Our national anthem was written in honor of the flag. The third and less-familiar verse to the “Star Spangled Banner” contains the following lyrics:
"O thus be it ever when free men shall stand,
Between their loved home and the war's desolation;
Blest with victory and peace, may the Heaven-rescued land,
Praise the Power that hath made and preserved us a nation!
Then conquer we must, when our cause it is just;
And this be our motto IN GOD IS OUR TRUST!
And the Star Spangled Banner in triumph shall wave
Over the land of the free and the home of the brave!"
This fourth verse of the National Anthem inspired Congress on March 3, 1865, to place our nation’s motto on our nation's coins. History records that the last act of Congress, which President Lincoln signed, was one requiring that the motto IN GOD WE TRUST should be inscribed upon all our national coins.
On October 30, 1949, President Truman stated, "When the U.S. was established...the motto was IN GOD WE TRUST. That is still our motto and we still place our firm trust in God." Those same sentiments were reiterated by President John F. Kennedy on February 9, 1961, when he declared, "The guiding principle of this nation has been, is now, and ever shall be IN GOD WE TRUST." On March 19, 1981, President Ronald Reagan resounded the same sentiments when he said, "Our Nation's motto...reflects a basic recognition that there is a divine authority in the universe to which this nation owes homage."

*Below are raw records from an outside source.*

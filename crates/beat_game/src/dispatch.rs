//! Reserved inputs handled before the active screen sees them.

use std::path::{Path, PathBuf};

use beat_core::{DeviceInput, InputEvent, Key, MappedInput, MenuButton};

use crate::error::FatalRuntimeError;
use crate::frame_loop::RunState;
use crate::graphics::apply_graphics_options;
use crate::registry::Live;

pub const OPERATOR_SCREEN: &str = "ScreenOptionsMenu";
pub const COIN_SOUND: &str = "Common coin";
pub const SCREENSHOT_SLOTS: u32 = 1000;

/// Returns `true` when the event was consumed and must not reach the screen.
pub fn handle(
    live: &mut Live<'_>,
    run: &mut RunState,
    event: &InputEvent,
    mapped: &MappedInput,
) -> Result<bool, FatalRuntimeError> {
    if !event.is_first_press() {
        return Ok(false);
    }

    match mapped.menu_button() {
        Some(MenuButton::Operator) => {
            // System menus (editor included) must not be left without saving.
            if !live.game_state.on_system_menu {
                log::debug!(
                    "Operator menu from {}",
                    live.screens.active_screen().unwrap_or("<none>")
                );
                live.screens.post_system_message("OPERATOR");
                live.screens.set_active_screen(OPERATOR_SCREEN);
            }
            return Ok(true);
        }
        Some(MenuButton::Coin) if !live.game_state.editing => {
            live.game_state.insert_coin();
            live.screens.refresh_credits(live.game_state.coins);
            live.audio.play_once(COIN_SOUND);
            // Attract screens watch for credits, so the screen still gets it.
            return Ok(false);
        }
        _ => {}
    }

    let alt_held = live
        .input_filter
        .is_either_pressed(DeviceInput::Key(Key::LAlt), DeviceInput::Key(Key::RAlt));

    match event.input {
        DeviceInput::Key(Key::F4) if alt_held => {
            log::info!("Alt+F4: exiting");
            run.request_exit();
            Ok(true)
        }
        DeviceInput::Key(Key::F5) => {
            save_screenshot(live);
            Ok(true)
        }
        DeviceInput::Key(Key::Enter) if alt_held => {
            live.prefs.windowed = !live.prefs.windowed;
            apply_graphics_options(live.prefs, live.renderer, live.textures, live.screens)?;
            Ok(true)
        }
        _ => Ok(false),
    }
}

fn save_screenshot(live: &mut Live<'_>) {
    let path = next_screenshot_path(&live.prefs.screenshot_dir, &live.prefs.screenshot_format);
    match live.renderer.save_screenshot(&path) {
        Ok(()) => live
            .screens
            .post_system_message(&format!("Saved screenshot: {}", path.display())),
        Err(err) => {
            log::warn!("Screenshot '{}' failed: {err}", path.display());
            live.screens
                .post_system_message(&format!("Failed to save screenshot: {}", path.display()));
        }
    }
}

/// First free `screenNNNN.<ext>` in `dir`. When every slot is taken the
/// last one is overwritten.
pub fn next_screenshot_path(dir: &Path, ext: &str) -> PathBuf {
    let slot = |i: u32| dir.join(format!("screen{i:04}.{ext}"));
    (0..SCREENSHOT_SLOTS)
        .map(slot)
        .find(|path| !path.exists())
        .unwrap_or_else(|| slot(SCREENSHOT_SLOTS - 1))
}

#[cfg(test)]
mod tests {
    use super::*;
    use crate::testing::{Call, LiveFixture};
    use beat_core::{GameButton, GameController, GameInput, InputPhase};
    use std::fs;
    use std::time::{SystemTime, UNIX_EPOCH};

    fn scratch_dir() -> PathBuf {
        let nanos = SystemTime::now()
            .duration_since(UNIX_EPOCH)
            .expect("system time before unix epoch")
            .as_nanos();
        let dir = std::env::temp_dir().join(format!(
            "beat_screenshots_{}_{}",
            std::process::id(),
            nanos
        ));
        fs::create_dir_all(&dir).expect("mkdir");
        dir
    }

    fn press(key: Key) -> InputEvent {
        InputEvent::new(DeviceInput::Key(key), InputPhase::FirstPress)
    }

    fn dispatch(fixture: &mut LiveFixture, run: &mut RunState, event: InputEvent) -> bool {
        fixture
            .with_live(|live| {
                let mapped = live.input_mapper.map(event.input);
                handle(live, run, &event, &mapped)
            })
            .expect("dispatch")
    }

    #[test]
    fn screenshot_picks_first_free_slot() {
        let dir = scratch_dir();
        for i in 0..42 {
            fs::write(dir.join(format!("screen{i:04}.bmp")), b"x").expect("write");
        }
        assert_eq!(next_screenshot_path(&dir, "bmp"), dir.join("screen0042.bmp"));
        let _ = fs::remove_dir_all(dir);
    }

    #[test]
    fn screenshot_overwrites_last_slot_when_full() {
        let dir = scratch_dir();
        for i in 0..SCREENSHOT_SLOTS {
            fs::write(dir.join(format!("screen{i:04}.png")), b"x").expect("write");
        }
        assert_eq!(next_screenshot_path(&dir, "png"), dir.join("screen0999.png"));
        let _ = fs::remove_dir_all(dir);
    }

    #[test]
    fn only_first_press_is_considered() {
        let mut fixture = LiveFixture::new();
        let mut run = RunState::default();
        let event = InputEvent::new(DeviceInput::Key(Key::F1), InputPhase::Repeat);
        assert!(!dispatch(&mut fixture, &mut run, event));
        assert_eq!(fixture.game_state_coins(), 0);
    }

    #[test]
    fn coin_adds_one_credit_and_is_not_consumed() {
        let mut fixture = LiveFixture::new();
        let mut run = RunState::default();
        for expected in 1..=3 {
            assert!(!dispatch(&mut fixture, &mut run, press(Key::F1)));
            assert_eq!(fixture.game_state_coins(), expected);
        }
        let calls = fixture.recorder.calls();
        assert!(calls.contains(&Call::PlayOnce(COIN_SOUND.to_string())));
        assert!(calls.contains(&Call::Credits(3)));
    }

    #[test]
    fn coin_is_ignored_while_editing() {
        let mut fixture = LiveFixture::new();
        fixture.with_live(|live| live.game_state.editing = true);
        let mut run = RunState::default();
        assert!(!dispatch(&mut fixture, &mut run, press(Key::F1)));
        assert_eq!(fixture.game_state_coins(), 0);
    }

    #[test]
    fn operator_opens_options_unless_on_system_menu() {
        let mut fixture = LiveFixture::new();
        let mut run = RunState::default();
        assert!(dispatch(&mut fixture, &mut run, press(Key::ScrollLock)));
        let calls = fixture.recorder.calls();
        assert!(calls.contains(&Call::SetScreen(OPERATOR_SCREEN.to_string())));
        assert!(calls.contains(&Call::Message("OPERATOR".to_string())));

        let mut fixture = LiveFixture::new();
        fixture.with_live(|live| live.game_state.on_system_menu = true);
        assert!(dispatch(&mut fixture, &mut run, press(Key::ScrollLock)));
        assert!(fixture.recorder.calls().is_empty());
    }

    #[test]
    fn alt_f4_requests_exit() {
        let mut fixture = LiveFixture::new();
        let mut run = RunState::default();
        assert!(!dispatch(&mut fixture, &mut run, press(Key::F4)));
        assert!(!run.is_quitting());

        fixture.with_live(|live| {
            live.input_filter
                .button_pressed(DeviceInput::Key(Key::RAlt), true)
        });
        assert!(dispatch(&mut fixture, &mut run, press(Key::F4)));
        assert!(run.is_quitting());
    }

    #[test]
    fn alt_enter_toggles_windowed_and_reapplies() {
        let mut fixture = LiveFixture::new();
        let mut run = RunState::default();

        // Plain Enter is Start and belongs to the screen.
        assert!(!dispatch(&mut fixture, &mut run, press(Key::Enter)));

        fixture.with_live(|live| {
            live.input_filter
                .button_pressed(DeviceInput::Key(Key::LAlt), true)
        });
        assert!(dispatch(&mut fixture, &mut run, press(Key::Enter)));
        assert!(!fixture.with_live(|live| live.prefs.windowed));
        assert!(fixture
            .recorder
            .calls()
            .iter()
            .any(|c| matches!(c, Call::SetVideoMode(mode) if !mode.windowed)));
    }

    #[test]
    fn f5_saves_screenshot_and_notifies() {
        let dir = scratch_dir();
        let mut fixture = LiveFixture::new();
        fixture.with_live(|live| live.prefs.screenshot_dir = dir.clone());
        let mut run = RunState::default();
        assert!(dispatch(&mut fixture, &mut run, press(Key::F5)));
        let expected = dir.join("screen0000.bmp");
        let calls = fixture.recorder.calls();
        assert!(calls.contains(&Call::Screenshot(expected.clone())));
        assert!(calls.contains(&Call::Message(format!(
            "Saved screenshot: {}",
            expected.display()
        ))));
        let _ = fs::remove_dir_all(dir);
    }

    #[test]
    fn unrecognised_input_is_not_consumed() {
        let mut fixture = LiveFixture::new();
        let mut run = RunState::default();
        assert!(!dispatch(&mut fixture, &mut run, press(Key::Left)));
        let game = fixture
            .with_live(|live| live.input_mapper.device_to_game(DeviceInput::Key(Key::Left)));
        assert_eq!(
            game,
            Some(GameInput::new(GameController::One, GameButton::Left))
        );
    }
}
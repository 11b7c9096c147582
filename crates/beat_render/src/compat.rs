//! Hardware compatibility table.
//!
//! Some adapters are known to misbehave on the primary backend. Each rule
//! matches a case-insensitive substring of the hardware description and
//! names the backend that must be used instead.

use crate::backend::BackendKind;

#[derive(Debug, Clone, Copy, PartialEq, Eq)]
pub struct CompatRule {
    pub pattern: &'static str,
    pub forced: BackendKind,
}

pub const DEFAULT_COMPAT_RULES: &[CompatRule] = &[CompatRule {
    pattern: "voodoo",
    forced: BackendKind::Gl,
}];

/// First rule matching `hardware`, if any.
pub fn forced_backend(rules: &[CompatRule], hardware: &str) -> Option<BackendKind> {
    let hardware = hardware.to_ascii_lowercase();
    rules
        .iter()
        .find(|rule| hardware.contains(&rule.pattern.to_ascii_lowercase()))
        .map(|rule| rule.forced)
}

From our flag, to our currency, to our celebration of the 4th, we are a nation that has historically acknowledged our faith and trust in God. John Adams, upon the vote of the Continental Congress to accept the resolution for independence, wrote to his wife the following words about our Independence Day:
“It ought to be commemorated, as the Day of Deliverance, by solemn acts of devotion to
God Almighty. It ought to be solemnized with pomp and parade, with shows, games, guns, bells, bonfires and illuminations, from one end of the continent to the other, from this time forward forever…”
Our Fourth of July celebrations have fulfilled the pageantry and party described by Adams. However, to fully commemorate, we must remain devoted to God. In keeping with the words of our nation’s greatest leaders, IN GOD WE TRUST must continue to be the motto of our nation’s independence.